79. The method of any one of claims 66 to 78 wherein said treatment reduces pulmonary exudate levels or reduces supplemental oxygen consumption compared to a baseline measurement.

80. The method of any one of claims 66 to 79 wherein said treatment increases subject's survival compared to a control group or historical controls.

81. The method of any one of claims 66 to 80 wherein the viral infection is a coronavirus selected from the group consisting of SARS-CoV, HCoV NL63, HKU1, MERS-CoV, and SARS-CoV-2.

82. The method of any one of claims 66 to 81 wherein the coronavirus is SARS-CoV-2.

83. A pharmaceutical composition comprising:

-the at least one agent which depletes guanosine-containing nucleosides and nucleotides selected from the group consisting of mycophenolate, 1MPDH enzyme inhibitors, agents which bind to guanine, or guanosine-containing nucleosides and nucleotides, and combinations thereof; and

- at least one agent selected from the group consisting of minocycline, doxycycline, tetracycline, tetracycline derivatives, and combinations thereof; wherein the pharmaceutical composition further comprises at least one pharmaceutically acceptable excipient.

84. The pharmaceutical composition of claim 83 wherein the pharmaceutical composition is formulated or manufactured as a liquid, an elixir, an aerosol, a spray, a powder, a tablet, a pill, a capsule, a gel, a geltab, a nanosuspension, a nanoparticle, an extended release dosage form, or a topical formulation.

85. The pharmaceutical composition of any one of claims 83 to 84 wherein the pharmaceutical composition is formulated or manufactured as a liquid, an elixir, an aerosol, a spray, a powder, a tablet, a pill, a capsule, a gel, a geltab, a nanosuspension, a nanoparticle, an extended release dosage form, or a topical formulation.

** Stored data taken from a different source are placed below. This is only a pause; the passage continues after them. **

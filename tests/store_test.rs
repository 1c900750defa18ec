//! Integration tests for coordination store backends.

use std::sync::Arc;
use std::thread;
use std::time::Duration;

use execution_gate::core::{ExecutionHandle, SchedulerError};
use execution_gate::store::{CoordinationStore, InMemoryStore, RedisStore};

#[test]
fn test_memory_store_pop_push_total_order() {
    let store = Arc::new(InMemoryStore::new());
    store
        .reset_queue(
            "bucket",
            &[ExecutionHandle::valid_at(1), ExecutionHandle::valid_at(2)],
        )
        .unwrap();

    // Hammer the queue from several threads: every pop gets a distinct
    // handle, and pushing it back keeps the population constant.
    let workers: Vec<_> = (0..4)
        .map(|_| {
            let store = Arc::clone(&store);
            thread::spawn(move || {
                for _ in 0..200 {
                    if let Some(handle) = store.pop_front("bucket").unwrap() {
                        store.push_back("bucket", handle).unwrap();
                    }
                }
            })
        })
        .collect();
    for worker in workers {
        worker.join().unwrap();
    }

    assert_eq!(store.queue_len("bucket").unwrap(), 2);
}

#[test]
fn test_memory_store_subscribe_before_publish_never_misses() {
    let store = Arc::new(InMemoryStore::new());

    // Subscribe first, publish from another thread, then wait: the hint must
    // be buffered even though the waiter was not blocked yet.
    let subscription = store.subscribe("ch").unwrap();
    let publisher = {
        let store = Arc::clone(&store);
        thread::spawn(move || store.publish("ch").unwrap())
    };
    publisher.join().unwrap();

    subscription.wait().unwrap();
}

#[test]
fn test_memory_store_wakes_waiter_blocked_on_empty_queue() {
    let store = Arc::new(InMemoryStore::new());
    store.reset_queue("bucket", &[]).unwrap();

    let waiter = {
        let store = Arc::clone(&store);
        thread::spawn(move || {
            let subscription = store.subscribe("ch").unwrap();
            loop {
                if let Some(handle) = store.pop_front("bucket").unwrap() {
                    return handle;
                }
                subscription.wait().unwrap();
            }
        })
    };

    thread::sleep(Duration::from_millis(20));
    store
        .push_back("bucket", ExecutionHandle::valid_at(42))
        .unwrap();
    store.publish("ch").unwrap();

    assert_eq!(waiter.join().unwrap().valid_at_ms, 42);
}

#[test]
fn test_redis_adapter_reports_unavailable() {
    let store = RedisStore::new("unknown-host:6379");

    assert!(matches!(
        store.reset_queue("bucket", &[]),
        Err(SchedulerError::StoreUnavailable(_))
    ));
    assert!(matches!(
        store.pop_front("bucket"),
        Err(SchedulerError::StoreUnavailable(_))
    ));
    assert!(matches!(
        store.push_back("bucket", ExecutionHandle::valid_at(0)),
        Err(SchedulerError::StoreUnavailable(_))
    ));
    assert!(matches!(
        store.queue_len("bucket"),
        Err(SchedulerError::StoreUnavailable(_))
    ));
    assert!(matches!(
        store.publish("ch"),
        Err(SchedulerError::StoreUnavailable(_))
    ));
    assert!(store.subscribe("ch").is_err());
}

#[test]
fn test_redis_adapter_documents_every_primitive() {
    // One command template per store primitive plus the queue length read.
    assert_eq!(RedisStore::commands().len(), 6);
    assert_eq!(RedisStore::new("redis:6379").addr(), "redis:6379");
}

86. The pharmaceutical composition of any one of claims 83 to 85 wherein the pharmaceutical composition is in a form for topical administration.

87. The pharmaceutical composition of any one of claims 83 to 86 wherein the at least one first agent and at least one second agent are in the same dosage form.

88. The pharmaceutical composition of any one of claims 83 to 87 wherein the at least one first agent and at least one second agent are in separate dosage forms.

89. The pharmaceutical composition of any one of claims 83 to 88 wherein the pharmaceutical composition is in a form for topical administration.